There may be a disarmingly simple way to cement those memories, however. According to research by Chris Bird at the University of Sussex, all it requires is a few seconds of your time and a bit of imagination.
Bird recently asked some students to lie in a brain scanner and view a series of short clips from YouTube (involving, for example, neighbours playing practical jokes on each other). Straight after some of the clips, they were given 40 seconds to replay the scene in their minds and describe it to themselves. For the others, they just moved onto a new video.
By simply describing the event to themselves, they were able to remember twice as many details a week or two later
It turned out that simply describing the event to themselves massively improved their chances of remembering it accurately a week or so later: on average, they were able to remember twice as many details. Want to prove it for yourself? Take a look at the short video below to test this simple principle of memory improvement, and you will see how powerful it can be.
Bird also found that his brain scans appeared to reflect the strength of the memory: when the activity during their descriptions closely mirrored the activation as they watched the video itself, the students seemed to have built particularly strong foundations for later recall.
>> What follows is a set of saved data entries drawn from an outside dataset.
//! Error types for knapbench

use std::time::Duration;

use thiserror::Error;

/// Main error type for instance parsing and solving.
#[derive(Debug, Clone, PartialEq, Eq, Error)]
pub enum KnapsackError {
    /// The instance source is malformed or inconsistent.
    #[error(transparent)]
    Parse(#[from] ParseError),

    /// The solve would exceed its memory or time budget.
    #[error(transparent)]
    ResourceExceeded(#[from] ResourceExceeded),

    /// A solver broke one of its own invariants.
    ///
    /// Unreachable for validated input; callers treat it as fatal.
    #[error("Solver failure: {0}")]
    SolverFailure(String),
}

impl KnapsackError {
    /// Returns the coarse classification of this error.
    pub fn kind(&self) -> ErrorKind {
        match self {
            KnapsackError::Parse(_) => ErrorKind::Parse,
            KnapsackError::ResourceExceeded(_) => ErrorKind::ResourceExceeded,
            KnapsackError::SolverFailure(_) => ErrorKind::SolverFailure,
        }
    }

    /// Returns true for errors that indicate a bug rather than bad data.
    pub fn is_fatal(&self) -> bool {
        self.kind() == ErrorKind::SolverFailure
    }
}

/// Classification of a [`KnapsackError`].
#[derive(Debug, Clone, Copy, PartialEq, Eq, Hash)]
pub enum ErrorKind {
    Parse,
    ResourceExceeded,
    SolverFailure,
}

/// Error raised while parsing an instance source.
#[derive(Debug, Clone, PartialEq, Eq, Error)]
#[error("Parse error at line {line}: {kind}")]
pub struct ParseError {
    /// 1-based line of the source the error refers to.
    pub line: usize,
    pub kind: ParseErrorKind,
}

impl ParseError {
    pub fn new(line: usize, kind: ParseErrorKind) -> Self {
        Self { line, kind }
    }
}

/// What went wrong while parsing.
#[derive(Debug, Clone, PartialEq, Eq, Error)]
pub enum ParseErrorKind {
    #[error("missing header line `<itemCount> <capacity>`")]
    MissingHeader,

    #[error("missing {field}")]
    MissingField { field: &'static str },

    #[error("{field} is not an integer: {token:?}")]
    NotAnInteger { field: &'static str, token: String },

    #[error("{field} is negative: {value}")]
    Negative { field: &'static str, value: i64 },

    #[error("unexpected trailing field {token:?}")]
    TrailingField { token: String },

    #[error("declared {declared} items but found {found}")]
    ItemCountMismatch { declared: usize, found: usize },

    #[error("total item value exceeds {}", u64::MAX)]
    TotalValueOverflow,
}

/// Resource budget violations raised by the solvers.
#[derive(Debug, Clone, PartialEq, Eq, Error)]
pub enum ResourceExceeded {
    /// DP table would hold more cells than allowed.
    #[error("DP table of {cells} cells exceeds the limit of {limit} cells")]
    TableTooLarge { cells: u64, limit: u64 },

    /// DP table dimensions overflow the address space.
    #[error("DP table for {items} items and capacity {capacity} overflows the address space")]
    TableOverflow { items: usize, capacity: u64 },

    /// The allocator refused the DP table.
    #[error("failed to allocate a DP table of {cells} cells")]
    AllocationFailed { cells: u64 },

    /// Item values add up to more than a `u64` holds.
    #[error("total value of {items} items exceeds {}", u64::MAX)]
    ValueOverflow { items: usize },

    /// The solve ran past its deadline.
    #[error("time limit of {limit:?} exceeded")]
    TimeLimit { limit: Duration },
}

/// Result type alias for knapbench operations
pub type Result<T> = std::result::Result<T, KnapsackError>;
That may, perhaps, be a sign of just how much effort and detail they were imagining as they described the scene. It could also be that it allowed the students to peg the events to other memories; one student compared a character in the clips to James Bond, for instance – instantly making him more memorable.
In other words, if you want to make sure something sticks in your mind, just take a minute or so to describe it to yourself, consciously and deliberately picking the most vivid details.
Bird can see how it might be particularly important in the courtroom. “The findings have implications for any situation where accurate recall of an event is critical, such as witnessing an accident or crime,” he says. “Memory for the event will be significantly improved if the witness rehearses the sequence of events as soon as possible afterwards.” But it could be equally helpful for anyone hoping to cling to something worth remembering.